**What is expected:**
Each entry here is to be restated word for word.

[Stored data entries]

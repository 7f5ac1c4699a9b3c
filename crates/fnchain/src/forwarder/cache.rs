//! Stream clients shared by every call of a gateway.

use std::sync::Arc;

use dashmap::DashMap;
use dashmap::mapref::entry::Entry;

use crate::credentials::CredentialProvider;
use crate::error::CallError;
use crate::resolve::HostConfig;
use crate::transport::StreamClient;

/// Endpoint URI → pooled client, created once on first use.
///
/// Creation happens under the map entry's lock, so concurrent first calls to
/// one endpoint end up sharing a single client.
pub struct ClientCache {
    credentials: Arc<dyn CredentialProvider>,
    clients: DashMap<String, Arc<StreamClient>>,
    max_idle: Option<usize>,
}

impl std::fmt::Debug for ClientCache {
    fn fmt(&self, f: &mut std::fmt::Formatter<'_>) -> std::fmt::Result {
        f.debug_struct("ClientCache")
            .field("clients", &self.clients.len())
            .finish_non_exhaustive()
    }
}

impl ClientCache {
    pub fn new(credentials: Arc<dyn CredentialProvider>) -> Self {
        Self {
            credentials,
            clients: DashMap::new(),
            max_idle: None,
        }
    }

    /// Idle connections kept per endpoint.
    pub fn with_max_idle(mut self, max_idle: usize) -> Self {
        self.max_idle = Some(max_idle);
        self
    }

    pub fn get_or_create(&self, host: &HostConfig) -> Result<Arc<StreamClient>, CallError> {
        let uri = host.uri();
        if let Some(client) = self.clients.get(&uri) {
            return Ok(Arc::clone(&client));
        }
        match self.clients.entry(uri) {
            Entry::Occupied(entry) => Ok(Arc::clone(entry.get())),
            Entry::Vacant(entry) => {
                let connector = self.credentials.credentials_for(&host.host)?;
                let mut client = StreamClient::new(host.host.clone(), host.port, connector);
                if let Some(max_idle) = self.max_idle {
                    client = client.with_max_idle(max_idle);
                }
                tracing::debug!(uri = %entry.key(), "Created stream client");
                let client = Arc::new(client);
                entry.insert(Arc::clone(&client));
                Ok(client)
            }
        }
    }

    /// Forget a client whose endpoint could not be reached.
    pub fn evict(&self, host: &HostConfig) {
        if self.clients.remove(&host.uri()).is_some() {
            tracing::debug!(uri = %host.uri(), "Evicted stream client");
        }
    }

    pub fn len(&self) -> usize {
        self.clients.len()
    }

    pub fn is_empty(&self) -> bool {
        self.clients.is_empty()
    }
}

#[cfg(test)]
mod tests {
    use super::*;
    use crate::credentials::{Connector, TcpConnector};
    use crate::options::CallOptions;
    use crate::resolve::Transport;
    use std::sync::atomic::{AtomicUsize, Ordering};

    #[derive(Default)]
    struct CountingCredentials(AtomicUsize);

    impl CredentialProvider for CountingCredentials {
        fn credentials_for(&self, _peer: &str) -> Result<Arc<dyn Connector>, CallError> {
            self.0.fetch_add(1, Ordering::SeqCst);
            Ok(Arc::new(TcpConnector))
        }
    }

    struct NoCredentials;

    impl CredentialProvider for NoCredentials {
        fn credentials_for(&self, peer: &str) -> Result<Arc<dyn Connector>, CallError> {
            Err(CallError::Config(format!("no certificate for {peer}")))
        }
    }

    fn host(name: &str, port: u16) -> HostConfig {
        HostConfig {
            transport: Transport::Remote,
            host: name.into(),
            port,
            options: CallOptions::new(),
        }
    }

    #[tokio::test(flavor = "multi_thread", worker_threads = 4)]
    async fn concurrent_first_use_creates_one_client() {
        let credentials = Arc::new(CountingCredentials::default());
        let cache = Arc::new(ClientCache::new(credentials.clone()));

        let tasks: Vec<_> = (0..32)
            .map(|_| {
                let cache = Arc::clone(&cache);
                tokio::spawn(async move { cache.get_or_create(&host("echo", 2424)).unwrap() })
            })
            .collect();
        let mut clients = Vec::new();
        for task in tasks {
            clients.push(task.await.unwrap());
        }

        assert_eq!(credentials.0.load(Ordering::SeqCst), 1);
        assert!(clients.iter().all(|c| Arc::ptr_eq(c, &clients[0])));
        assert_eq!(cache.len(), 1);
    }

    #[test]
    fn endpoints_are_keyed_by_port_and_evictable() {
        let cache = ClientCache::new(Arc::new(CountingCredentials::default()));
        let a = cache.get_or_create(&host("echo", 2424)).unwrap();
        let b = cache.get_or_create(&host("echo", 2525)).unwrap();
        assert!(!Arc::ptr_eq(&a, &b));
        assert_eq!(cache.len(), 2);

        cache.evict(&host("echo", 2424));
        assert_eq!(cache.len(), 1);
        let c = cache.get_or_create(&host("echo", 2424)).unwrap();
        assert!(!Arc::ptr_eq(&a, &c));
    }

    #[test]
    fn credential_failure_caches_nothing() {
        let cache = ClientCache::new(Arc::new(NoCredentials));
        let err = cache.get_or_create(&host("secure", 2424)).unwrap_err();
        assert_eq!(err.kind(), crate::ErrorKind::Configuration);
        assert!(cache.is_empty());
    }
}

**Exercise result:**
repository 7f5ac1c4699a9b3c
filename crates/fnchain/src/forwarder/cache.rs
//! Stream clients shared by every call of a gateway.

use std::sync::Arc;

use dashmap::DashMap;
use dashmap::mapref::entry::Entry;

use crate::credentials::CredentialProvider;
use crate::error::CallError;
use crate::resolve::HostConfig;
use crate::transport::StreamClient;

/// Endpoint URI → pooled client, created once on first use.
///
/// Creation happens under the map entry's lock, so concurrent first calls to
/// one endpoint end up sharing a single client.
pub struct ClientCache {
    credentials: Arc<dyn CredentialProvider>,
    clients: DashMap<String, Arc<StreamClient>>,
    max_idle: Option<usize>,
}

impl std::fmt::Debug for ClientCache {
    fn fmt(&self, f: &mut std::fmt::Formatter<'_>) -> std::fmt::Result {
        f.debug_struct("ClientCache")
            .field("clients", &self.clients.len())
            .finish_non_exhaustive()
    }
}

impl ClientCache {
    pub fn new(credentials: Arc<dyn CredentialProvider>) -> Self {
        Self {
            credentials,
            clients: DashMap::new(),
            max_idle: None,
        }
    }

    /// Idle connections kept per endpoint.
    pub fn with_max_idle(mut self, max_idle: usize) -> Self {
        self.max_idle = Some(max_idle);
        self
    }

    pub fn get_or_create(&self, host: &HostConfig) -> Result<Arc<StreamClient>, CallError> {
        let uri = host.uri();
        if let Some(client) = self.clients.get(&uri) {
            return Ok(Arc::clone(&client));
        }
        match self.clients.entry(uri) {
            Entry::Occupied(entry) => Ok(Arc::clone(entry.get())),
            Entry::Vacant(entry) => {
                let connector = self.credentials.credentials_for(&host.host)?;
                let mut client = StreamClient::new(host.host.clone(), host.port, connector);
                if let Some(max_idle) = self.max_idle {
                    client = client.with_max_idle(max_idle);
                }
                tracing::debug!(uri = %entry.key(), "Created stream client");
                let client = Arc::new(client);
                entry.insert(Arc::clone(&client));
                Ok(client)
            }
        }
    }

    /// Forget a client whose endpoint could not be reached.
    pub fn evict(&self, host: &HostConfig) {
        if self.clients.remove(&host.uri()).is_some() {
            tracing::debug!(uri = %host.uri(), "Evicted stream client");
        }
    }

    pub fn len(&self) -> usize {
        self.clients.len()
    }

    pub fn is_empty(&self) -> bool {
        self.clients.is_empty()
    }
}

#[cfg(test)]
mod tests {
    use super::*;
    use crate::credentials::{Connector, TcpConnector};
    use crate::options::CallOptions;
    use crate::resolve::Transport;
    use std::sync::atomic::{AtomicUsize, Ordering};

    #[derive(Default)]
    struct CountingCredentials(AtomicUsize);

    impl CredentialProvider for CountingCredentials {
        fn credentials_for(&self, _peer: &str) -> Result<Arc<dyn Connector>, CallError> {
            self.0.fetch_add(1, Ordering::SeqCst);
            Ok(Arc::new(TcpConnector))
        }
    }

    struct NoCredentials;

    impl CredentialProvider for NoCredentials {
        fn credentials_for(&self, peer: &str) -> Result<Arc<dyn Connector>, CallError> {
            Err(CallError::Config(format!("no certificate for {peer}")))
        }
    }

    fn host(name: &str, port: u16) -> HostConfig {
        HostConfig {
            transport: Transport::Remote,
            host: name.into(),
            port,
            options: CallOptions::new(),
        }
    }

    #[tokio::test(flavor = "multi_thread", worker_threads = 4)]
    async fn concurrent_first_use_creates_one_client() {
        let credentials = Arc::new(CountingCredentials::default());
        let cache = Arc::new(ClientCache::new(credentials.clone()));

        let tasks: Vec<_> = (0..32)
            .map(|_| {
                let cache = Arc::clone(&cache);
                tokio::spawn(async move { cache.get_or_create(&host("echo", 2424)).unwrap() })
            })
            .collect();
        let mut clients = Vec::new();
        for task in tasks {
            clients.push(task.await.unwrap());
        }

        assert_eq!(credentials.0.load(Ordering::SeqCst), 1);
        assert!(clients.iter().all(|c| Arc::ptr_eq(c, &clients[0])));
        assert_eq!(cache.len(), 1);
    }

    #[test]
    fn endpoints_are_keyed_by_port_and_evictable() {
        let cache = ClientCache::new(Arc::new(CountingCredentials::default()));
        let a = cache.get_or_create(&host("echo", 2424)).unwrap();
        let b = cache.get_or_create(&host("echo", 2525)).unwrap();
        assert!(!Arc::ptr_eq(&a, &b));
        assert_eq!(cache.len(), 2);

        cache.evict(&host("echo", 2424));
        assert_eq!(cache.len(), 1);
        let c = cache.get_or_create(&host("echo", 2424)).unwrap();
        assert!(!Arc::ptr_eq(&a, &c));
    }

    #[test]
    fn credential_failure_caches_nothing() {
        let cache = ClientCache::new(Arc::new(NoCredentials));
        let err = cache.get_or_create(&host("secure", 2424)).unwrap_err();
        assert_eq!(err.kind(), crate::ErrorKind::Configuration);
        assert!(cache.is_empty());
    }
}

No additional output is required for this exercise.